[Devel] [PATCH RHEL7 v21 12/14] ve/cgroup: added release_agent to each container root cgroup.
Kirill Tkhai
ktkhai at virtuozzo.com
Fri Jul 31 11:24:22 MSK 2020
On 28.07.2020 20:53, Valeriy Vdovin wrote:
> Each container will now have access to it's own cgroup release_agent
> file.
> Creation:
> Normally all cgroup files are created during a call to cgroup_create
> by cgroup_populate_dir function. It creates or not creates all cgroup
> files once and they immediately become visible to userspace as
> filesystem objects.
> Due to specifics of container creation process, it is not possible to
> use the same code for 'release_agent' file creation. For VE to start
> operating, first a list of ordinary cgroups is being created for
> each subsystem, then the set of newly created cgroups are converted to
> "virtual roots", so at the time when cgroup_create is executed, there
> is no knowledge of wheather or not "release_agent" file should be
> created. This information only comes at "convertion" step which is
> 'cgroup_mark_ve_roots' function. As the file is created dynamically
> in a live cgroup, a rather delicate locking sequence is present in
> the new code:
> - each new "virtual root" cgroup will have to add "release_agent" file,
> thus each cgroup's directory would need to be locked during
> the insertion time by cgroup->dentry->d_inode->i_mutex.
> - d_inode->i_mutex has an ordering dependency with cgroup_mutex
> (see cgroup_mount/cgroup_remount). They can not be locked in order
> {lock(cgroup_mutex), lock(inode->i_mutex)}.
> - to collect a list of cgroups, that need to become virtual we need
> cgroup_mutex lock to iterate active roots.

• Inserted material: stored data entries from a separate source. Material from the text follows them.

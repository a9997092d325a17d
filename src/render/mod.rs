//! Rendering extracted content for output.

mod forms;
mod json;
mod text;

pub use forms::{to_form_text, FORMS_HEADER};
pub use json::{content_to_json, to_json, JsonFormat};
pub use text::to_text;

use crate::error::Result;
use crate::extract::ExtractedContent;

/// Output format.
#[derive(Debug, Clone, Copy, PartialEq, Eq, Default)]
pub enum OutputFormat {
    /// Lines, or a header followed by `key: value` lines
    #[default]
    Text,
    /// JSON array of lines, or JSON object of pairs
    Json(JsonFormat),
}

/// Render extracted content in the given format.
pub fn render(content: &ExtractedContent, format: OutputFormat) -> Result<String> {
    match (format, content) {
        (OutputFormat::Text, ExtractedContent::Lines(lines)) => Ok(to_text(lines)),
        (OutputFormat::Text, ExtractedContent::Forms(pairs)) => Ok(to_form_text(pairs)),
        (OutputFormat::Json(json_format), content) => content_to_json(content, json_format),
    }
}
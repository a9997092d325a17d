//! End-to-end extraction of one document.
//!
//! [`Extractor`] submits a document, waits for the result when the job is
//! asynchronous, optionally dumps the raw result to disk, builds the
//! [`BlockGraph`] and pulls out either the LINE texts or the form fields.

use crate::dump::write_dump;
use crate::error::{Error, Result};
use crate::graph::{extract_pairs, BlockGraph, KeyValuePairs};
use crate::model::{DocumentSource, FeatureSet, Job, JobId, NotificationChannel, ResultPage, Warning};
use crate::poll::{JobPoller, PollOptions};
use crate::service::AnalysisService;
use std::future::Future;
use std::path::PathBuf;
use std::sync::Arc;

/// What to extract from the result.
#[derive(Debug, Clone, Copy, PartialEq, Eq, Default)]
pub enum OutputMode {
    /// The text of every LINE block
    #[default]
    Lines,
    /// Key/value pairs of form fields
    Forms,
}

impl OutputMode {
    /// Analysis the service has to run for this mode.
    pub fn features(&self) -> FeatureSet {
        match self {
            OutputMode::Lines => FeatureSet::Text,
            OutputMode::Forms => FeatureSet::Forms,
        }
    }

    fn extract(&self, graph: &BlockGraph) -> ExtractedContent {
        match self {
            OutputMode::Lines => ExtractedContent::Lines(graph.line_texts()),
            OutputMode::Forms => ExtractedContent::Forms(extract_pairs(graph)),
        }
    }
}

/// Extracted text.
#[derive(Debug, Clone, PartialEq, Eq)]
pub enum ExtractedContent {
    /// LINE texts in arrival order
    Lines(Vec<String>),
    /// Form fields
    Forms(KeyValuePairs),
}

/// A completed extraction.
#[derive(Debug, Clone)]
pub struct Extraction {
    /// Every block of the result
    pub graph: BlockGraph,
    /// What was extracted
    pub content: ExtractedContent,
    /// Page count reported by the service
    pub pages: Option<u32>,
    /// Warnings reported by the service
    pub warnings: Vec<Warning>,
    /// Job that produced the result (asynchronous path only)
    pub job_id: Option<JobId>,
    /// Where the raw result was written, if it was
    pub dump_path: Option<PathBuf>,
}

impl Extraction {
    /// Extracted lines, if this was a line extraction.
    pub fn lines(&self) -> Option<&[String]> {
        match &self.content {
            ExtractedContent::Lines(lines) => Some(lines),
            ExtractedContent::Forms(_) => None,
        }
    }

    /// Extracted pairs, if this was a form extraction.
    pub fn pairs(&self) -> Option<&KeyValuePairs> {
        match &self.content {
            ExtractedContent::Forms(pairs) => Some(pairs),
            ExtractedContent::Lines(_) => None,
        }
    }
}

/// Result of running an extraction.
#[derive(Debug, Clone)]
pub enum ExtractionOutcome {
    /// The service produced a result and it was extracted
    Completed(Extraction),
    /// The remote job failed; nothing was extracted
    JobFailed {
        /// Failed job
        job_id: JobId,
        /// Reason reported by the service
        message: Option<String>,
    },
}

impl ExtractionOutcome {
    /// Return the extraction, or [`Error::JobFailed`].
    pub fn into_result(self) -> Result<Extraction> {
        match self {
            ExtractionOutcome::Completed(extraction) => Ok(extraction),
            ExtractionOutcome::JobFailed { job_id, message } => Err(Error::JobFailed {
                job_id: job_id.to_string(),
                message,
            }),
        }
    }
}

/// Runs extractions against a shared service.
pub struct Extractor<S: AnalysisService + ?Sized> {
    service: Arc<S>,
    options: PollOptions,
    dump_to: Option<PathBuf>,
}

impl<S: AnalysisService + ?Sized> Extractor<S> {
    /// Create an extractor with default poll options and no result dump.
    pub fn new(service: Arc<S>) -> Self {
        Self {
            service,
            options: PollOptions::default(),
            dump_to: None,
        }
    }

    /// Set the poll options for asynchronous jobs.
    pub fn with_poll_options(mut self, options: PollOptions) -> Self {
        self.options = options;
        self
    }

    /// Write the raw result to `path` before extracting.
    pub fn with_dump(mut self, path: impl Into<PathBuf>) -> Self {
        self.dump_to = Some(path.into());
        self
    }

    /// Analyze a document in a single call.
    pub async fn extract_sync(
        &self,
        source: &DocumentSource,
        mode: OutputMode,
    ) -> Result<ExtractionOutcome> {
        log::info!("Analyzing {:?} ({})", source, mode.features().as_str());
        let page = self.service.analyze(source, mode.features()).await?;
        let dump_path = self.dump(&page);

        Ok(ExtractionOutcome::Completed(finish(page, mode, None, dump_path)))
    }

    /// Start a job for a stored document and extract once it completes.
    pub async fn extract_async(
        &self,
        source: &DocumentSource,
        mode: OutputMode,
        notification: Option<&NotificationChannel>,
    ) -> Result<ExtractionOutcome> {
        self.extract_async_until(source, mode, notification, std::future::pending::<()>())
            .await
    }

    /// Like [`Extractor::extract_async`], but stop waiting with
    /// [`Error::Cancelled`] once `shutdown` completes.
    pub async fn extract_async_until<F>(
        &self,
        source: &DocumentSource,
        mode: OutputMode,
        notification: Option<&NotificationChannel>,
        shutdown: F,
    ) -> Result<ExtractionOutcome>
    where
        F: Future,
    {
        if source.is_inline() {
            return Err(Error::InvalidRequest(
                "asynchronous jobs need a stored document, not inline bytes".to_string(),
            ));
        }

        let features = mode.features();
        let job_id = self.service.start(source, features, notification).await?;
        log::info!("Started {} job {}", features.as_str(), job_id);

        let poller = JobPoller::new(self.service.as_ref(), self.options.clone());
        let outcome = poller
            .poll_until(Job::new(job_id, features), shutdown)
            .await?;

        if !outcome.is_success() {
            log::info!("Job {} failed, nothing to extract", outcome.job.id);
            return Ok(ExtractionOutcome::JobFailed {
                job_id: outcome.job.id,
                message: outcome.job.status_message,
            });
        }

        let job = outcome.job;
        let page = job.to_result_page();
        let dump_path = self.dump(&page);

        Ok(ExtractionOutcome::Completed(finish(
            page,
            mode,
            Some(job.id),
            dump_path,
        )))
    }

    /// Write the dump if one is configured; a failed write only logs.
    fn dump(&self, page: &ResultPage) -> Option<PathBuf> {
        let path = self.dump_to.as_deref()?;
        match write_dump(page, path) {
            Ok(()) => Some(path.to_path_buf()),
            Err(e) => {
                log::warn!("Could not write result dump to {}: {}", path.display(), e);
                None
            }
        }
    }
}

fn finish(
    page: ResultPage,
    mode: OutputMode,
    job_id: Option<JobId>,
    dump_path: Option<PathBuf>,
) -> Extraction {
    let pages = page.page_count();
    let warnings = page.warnings;
    let graph = BlockGraph::from_blocks(page.blocks);
    let content = mode.extract(&graph);

    Extraction {
        graph,
        content,
        pages,
        warnings,
        job_id,
        dump_path,
    }
}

> - to overcome the above conflict we first need to collect a list of
> all virtual cgroups under cgroup_mutex lock, then release it and
> after that to insert "release_agent" to each root under
> inode->i_mutex lock.
> - to collect a list of cgroups on stack we utilize
> cgroup->cft_q_node, made specially for that purpose under it's own
> cgroup_cft_mutex.
>
> Destruction:
> Destruction is done in reverse from the above within
> cgroup_unmark_ve_root.
> After file destruction we must prevent further write operations to
> this file in case when someone has opened this file prior to VE
> and cgroup destruction. This is achieved by checking if cgroup
> in the argument to cgroup_file_write function has features of host
> or virtual root.
>
> https://jira.sw.ru/browse/PSBM-83887
>
> Signed-off-by: Valeriy Vdovin <valeriy.vdovin at virtuozzo.com>
> ---
> include/linux/cgroup.h | 2 +-
> include/linux/ve.h | 2 +-
> kernel/cgroup.c | 86 ++++++++++++++++++++++++++++++++++++++++++++++----
> kernel/ve/ve.c | 6 +++-
> 4 files changed, 87 insertions(+), 9 deletions(-)
>
> diff --git a/include/linux/cgroup.h b/include/linux/cgroup.h
> index fc138c0..645c9fd 100644
> --- a/include/linux/cgroup.h
> +++ b/include/linux/cgroup.h
> @@ -671,7 +671,7 @@ int cgroup_task_count(const struct cgroup *cgrp);
> void cgroup_release_agent(struct work_struct *work);
>
> #ifdef CONFIG_VE
> -void cgroup_mark_ve_roots(struct ve_struct *ve);
> +int cgroup_mark_ve_roots(struct ve_struct *ve);
> void cgroup_unmark_ve_roots(struct ve_struct *ve);
> struct ve_struct *cgroup_get_ve_owner(struct cgroup *cgrp);
> #endif
> diff --git a/include/linux/ve.h b/include/linux/ve.h
> index b6662637..5bf275f 100644
> --- a/include/linux/ve.h
> +++ b/include/linux/ve.h
> @@ -215,7 +215,7 @@ void do_update_load_avg_ve(void);
> void ve_add_to_release_list(struct cgroup *cgrp);
> void ve_rm_from_release_list(struct cgroup *cgrp);
>
> -int ve_set_release_agent_path(struct ve_struct *ve, struct cgroup *cgroot,
> +int ve_set_release_agent_path(struct cgroup *cgroot,
> const char *release_agent);
>
> const char *ve_get_release_agent_path(struct cgroup *cgrp_root);
> diff --git a/kernel/cgroup.c b/kernel/cgroup.c
> index 1d9c889..bb77804 100644
> --- a/kernel/cgroup.c
> +++ b/kernel/cgroup.c
> @@ -2360,13 +2360,28 @@ static int cgroup_release_agent_write(struct cgroup *cgrp, struct cftype *cft,
> if (!cgroup_lock_live_group(cgrp))
> return -ENODEV;
>
> + /*
> + * Call to cgroup_get_local_root is a way to make sure
> + * that cgrp in the argument is valid "virtual root"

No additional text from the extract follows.